Collected data entries:
********************
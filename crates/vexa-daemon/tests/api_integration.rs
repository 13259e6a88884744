//! Integration tests for the HTTP API.

use axum::http::{HeaderName, HeaderValue, StatusCode};
use axum_test::TestServer;
use serde_json::{Value, json};
use vexa_core::amount::Credits;
use vexa_core::config::ApiConfig;
use vexa_core::credentials::AdminSecret;
use vexa_core::db::Database;
use vexa_core::ledger::{AccountId, DisplayHints};
use vexa_daemon::{AppState, router};

const ADMIN_SECRET: &str = "test-admin-secret";

fn api_key_header() -> HeaderName {
    HeaderName::from_static("x-api-key")
}

fn admin_header() -> HeaderName {
    HeaderName::from_static("x-admin-api-key")
}

fn value(text: &str) -> HeaderValue {
    HeaderValue::from_str(text).unwrap()
}

fn create_test_server(admin_secret: &str) -> (TestServer, AppState) {
    let db = Database::in_memory().unwrap();
    let state = AppState::new(db, &ApiConfig::default(), AdminSecret::new(admin_secret)).unwrap();
    let server = TestServer::new(router(state.clone())).unwrap();
    (server, state)
}

/// Creates an account with `balance` and returns its id and a fresh key.
fn account_with_key(state: &AppState, id: i64, balance: Credits) -> (AccountId, String) {
    let id = AccountId::new(id);
    state
        .accounts
        .get_or_create(id, &DisplayHints::new("user", "User"), balance)
        .unwrap();
    let key = state.credentials.issue(id).unwrap();
    (id, key.expose().to_string())
}

// ============ Client Endpoint Tests ============

#[tokio::test]
async fn test_banner() {
    let (server, _) = create_test_server(ADMIN_SECRET);

    let response = server.get("/").await;

    response.assert_status_ok();
    assert!(response.text().contains("/api/ping"));
}

#[tokio::test]
async fn test_ping_charges_call_cost() {
    let (server, state) = create_test_server(ADMIN_SECRET);
    let (id, key) = account_with_key(&state, 100, Credits::whole(80));

    let response = server
        .get("/api/ping")
        .add_header(api_key_header(), value(&key))
        .await;

    response.assert_status_ok();
    let body: Value = response.json();
    assert_eq!(body["user_id"], 100);
    assert_eq!(body["credits_remaining"], "79");
    assert_eq!(state.accounts.balance(id).unwrap(), Some(Credits::whole(79)));
}

#[tokio::test]
async fn test_missing_key_is_unauthorized() {
    let (server, _) = create_test_server(ADMIN_SECRET);

    let response = server.get("/api/ping").await;

    assert_eq!(response.status_code(), StatusCode::UNAUTHORIZED);
    assert_eq!(
        response.headers().get("www-authenticate"),
        Some(&value("ApiKey"))
    );
    let body: Value = response.json();
    assert_eq!(body["detail"], "API key is required.");
}

#[tokio::test]
async fn test_unknown_key_is_unauthorized() {
    let (server, state) = create_test_server(ADMIN_SECRET);
    let (id, _) = account_with_key(&state, 100, Credits::whole(80));
    let forged = format!("vx_{}", "0".repeat(64));

    let response = server
        .get("/api/ping")
        .add_header(api_key_header(), value(&forged))
        .await;

    assert_eq!(response.status_code(), StatusCode::UNAUTHORIZED);
    assert_eq!(
        response.headers().get("www-authenticate"),
        Some(&value("ApiKey"))
    );
    let body: Value = response.json();
    assert_eq!(body["detail"], "API key is invalid or has been revoked.");
    assert_eq!(state.accounts.balance(id).unwrap(), Some(Credits::whole(80)));
}

#[tokio::test]
async fn test_empty_balance_is_payment_required() {
    let (server, state) = create_test_server(ADMIN_SECRET);
    let (id, key) = account_with_key(&state, 100, Credits::ZERO);

    let response = server
        .get("/api/ping")
        .add_header(api_key_header(), value(&key))
        .await;

    assert_eq!(response.status_code(), StatusCode::PAYMENT_REQUIRED);
    let body: Value = response.json();
    assert_eq!(body["detail"], "Not enough credits to fulfil the request.");
    assert_eq!(body["required"], "1");
    assert_eq!(body["available"], "0");
    assert_eq!(state.accounts.balance(id).unwrap(), Some(Credits::ZERO));
}

#[tokio::test]
async fn test_banned_account_is_forbidden_without_charge() {
    let (server, state) = create_test_server(ADMIN_SECRET);
    let (id, key) = account_with_key(&state, 100, Credits::whole(5));
    state.accounts.set_banned(id, true).unwrap();

    let response = server
        .get("/api/ping")
        .add_header(api_key_header(), value(&key))
        .await;

    assert_eq!(response.status_code(), StatusCode::FORBIDDEN);
    assert_eq!(state.accounts.balance(id).unwrap(), Some(Credits::whole(5)));
}

#[tokio::test]
async fn test_echo_returns_payload() {
    let (server, state) = create_test_server(ADMIN_SECRET);
    let (_, key) = account_with_key(&state, 100, Credits::whole(2));

    let response = server
        .post("/api/echo")
        .add_header(api_key_header(), value(&key))
        .json(&json!({ "text": "salam" }))
        .await;

    response.assert_status_ok();
    let body: Value = response.json();
    assert_eq!(body["echo"]["text"], "salam");
    assert_eq!(body["credits_remaining"], "1");
}

#[tokio::test]
async fn test_calls_stop_when_credits_run_out() {
    let (server, state) = create_test_server(ADMIN_SECRET);
    let (id, key) = account_with_key(&state, 100, Credits::whole(2));

    for _ in 0..2 {
        server
            .get("/api/ping")
            .add_header(api_key_header(), value(&key))
            .await
            .assert_status_ok();
    }
    let response = server
        .get("/api/ping")
        .add_header(api_key_header(), value(&key))
        .await;

    assert_eq!(response.status_code(), StatusCode::PAYMENT_REQUIRED);
    assert_eq!(state.accounts.balance(id).unwrap(), Some(Credits::ZERO));
}

// ============ Admin Endpoint Tests ============

#[tokio::test]
async fn test_admin_disabled_without_secret() {
    let (server, state) = create_test_server("");
    account_with_key(&state, 100, Credits::whole(80));

    let response = server
        .get("/api/admin/users/100")
        .add_header(admin_header(), value("anything"))
        .await;

    assert_eq!(response.status_code(), StatusCode::SERVICE_UNAVAILABLE);
}

#[tokio::test]
async fn test_admin_requires_valid_secret() {
    let (server, state) = create_test_server(ADMIN_SECRET);
    account_with_key(&state, 100, Credits::whole(80));

    let missing = server.get("/api/admin/users/100").await;
    assert_eq!(missing.status_code(), StatusCode::UNAUTHORIZED);
    assert!(missing.headers().get("www-authenticate").is_none());

    let wrong = server
        .get("/api/admin/users/100")
        .add_header(admin_header(), value("not-the-secret"))
        .await;
    assert_eq!(wrong.status_code(), StatusCode::UNAUTHORIZED);

    // A client credential does not open admin routes.
    let (_, key) = account_with_key(&state, 101, Credits::whole(1));
    let client = server
        .get("/api/admin/users/100")
        .add_header(api_key_header(), value(&key))
        .await;
    assert_eq!(client.status_code(), StatusCode::UNAUTHORIZED);
}

#[tokio::test]
async fn test_admin_get_user() {
    let (server, state) = create_test_server(ADMIN_SECRET);
    account_with_key(&state, 100, Credits::whole(80));

    let response = server
        .get("/api/admin/users/100")
        .add_header(admin_header(), value(ADMIN_SECRET))
        .await;

    response.assert_status_ok();
    let body: Value = response.json();
    assert_eq!(body["user"]["id"], 100);
    assert_eq!(body["user"]["balance"], "80");
    assert_eq!(body["user"]["banned"], false);

    let unknown = server
        .get("/api/admin/users/999")
        .add_header(admin_header(), value(ADMIN_SECRET))
        .await;
    unknown.assert_status_not_found();

    let malformed = server
        .get("/api/admin/users/abc")
        .add_header(admin_header(), value(ADMIN_SECRET))
        .await;
    assert_eq!(malformed.status_code(), StatusCode::BAD_REQUEST);
}

#[tokio::test]
async fn test_admin_adjust_balance() {
    let (server, state) = create_test_server(ADMIN_SECRET);
    let (id, _) = account_with_key(&state, 100, Credits::whole(80));

    let response = server
        .post("/api/admin/users/100/balance")
        .add_header(admin_header(), value(ADMIN_SECRET))
        .json(&json!({ "delta": "10.5" }))
        .await;
    response.assert_status_ok();
    let body: Value = response.json();
    assert_eq!(body["balance"], "90.5");

    let overdraw = server
        .post("/api/admin/users/100/balance")
        .add_header(admin_header(), value(ADMIN_SECRET))
        .json(&json!({ "delta": "-100" }))
        .await;
    assert_eq!(overdraw.status_code(), StatusCode::PAYMENT_REQUIRED);

    let garbage = server
        .post("/api/admin/users/100/balance")
        .add_header(admin_header(), value(ADMIN_SECRET))
        .json(&json!({ "delta": "lots" }))
        .await;
    assert_eq!(garbage.status_code(), StatusCode::BAD_REQUEST);

    let unknown = server
        .post("/api/admin/users/999/balance")
        .add_header(admin_header(), value(ADMIN_SECRET))
        .json(&json!({ "delta": "1" }))
        .await;
    unknown.assert_status_not_found();

    assert_eq!(
        state.accounts.balance(id).unwrap(),
        Some(Credits::from_minor(9_050))
    );
}

#[tokio::test]
async fn test_admin_ban_and_unban() {
    let (server, state) = create_test_server(ADMIN_SECRET);
    let (id, key) = account_with_key(&state, 100, Credits::whole(80));

    server
        .post("/api/admin/users/100/ban")
        .add_header(admin_header(), value(ADMIN_SECRET))
        .await
        .assert_status_ok();
    assert!(state.accounts.get(id).unwrap().unwrap().banned);
    let blocked = server
        .get("/api/ping")
        .add_header(api_key_header(), value(&key))
        .await;
    assert_eq!(blocked.status_code(), StatusCode::FORBIDDEN);

    server
        .post("/api/admin/users/100/unban")
        .add_header(admin_header(), value(ADMIN_SECRET))
        .await
        .assert_status_ok();
    server
        .get("/api/ping")
        .add_header(api_key_header(), value(&key))
        .await
        .assert_status_ok();
}

#[tokio::test]
async fn test_admin_rotate_and_revoke_credential() {
    let (server, state) = create_test_server(ADMIN_SECRET);
    let (_, old_key) = account_with_key(&state, 100, Credits::whole(80));

    let issued = server
        .post("/api/admin/users/100/api-key/issue")
        .add_header(admin_header(), value(ADMIN_SECRET))
        .await;
    issued.assert_status_ok();
    let body: Value = issued.json();
    let new_key = body["api_key"].as_str().unwrap().to_string();
    assert!(new_key.starts_with("vx_"));
    assert_ne!(new_key, old_key);
    assert_eq!(body["hint"], &new_key[new_key.len() - 4..]);

    let stale = server
        .get("/api/ping")
        .add_header(api_key_header(), value(&old_key))
        .await;
    assert_eq!(stale.status_code(), StatusCode::UNAUTHORIZED);
    server
        .get("/api/ping")
        .add_header(api_key_header(), value(&new_key))
        .await
        .assert_status_ok();

    let status = server
        .get("/api/admin/users/100/api-key")
        .add_header(admin_header(), value(ADMIN_SECRET))
        .await;
    status.assert_status_ok();
    let body: Value = status.json();
    assert_eq!(body["active"], true);
    assert!(!body["credential"]["last_used_at"].is_null());
    assert!(!status.text().contains(&new_key));

    let revoked = server
        .post("/api/admin/users/100/api-key/revoke")
        .add_header(admin_header(), value(ADMIN_SECRET))
        .await;
    revoked.assert_status_ok();
    let body: Value = revoked.json();
    assert_eq!(body["revoked"], true);

    let after = server
        .get("/api/ping")
        .add_header(api_key_header(), value(&new_key))
        .await;
    assert_eq!(after.status_code(), StatusCode::UNAUTHORIZED);
}

#[tokio::test]
async fn test_issue_for_unknown_account_is_not_found() {
    let (server, _) = create_test_server(ADMIN_SECRET);

    let response = server
        .post("/api/admin/users/555/api-key/issue")
        .add_header(admin_header(), value(ADMIN_SECRET))
        .await;

    response.assert_status_not_found();
}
********************
▶ [WHAT THIS TASK INVOLVES]:
Go through the entries above and copy out every line that includes the word "router".

▶ [SOLUTION TO THIS EXERCISE]:
use vexa_daemon::{AppState, router};
    let server = TestServer::new(router(state.clone())).unwrap();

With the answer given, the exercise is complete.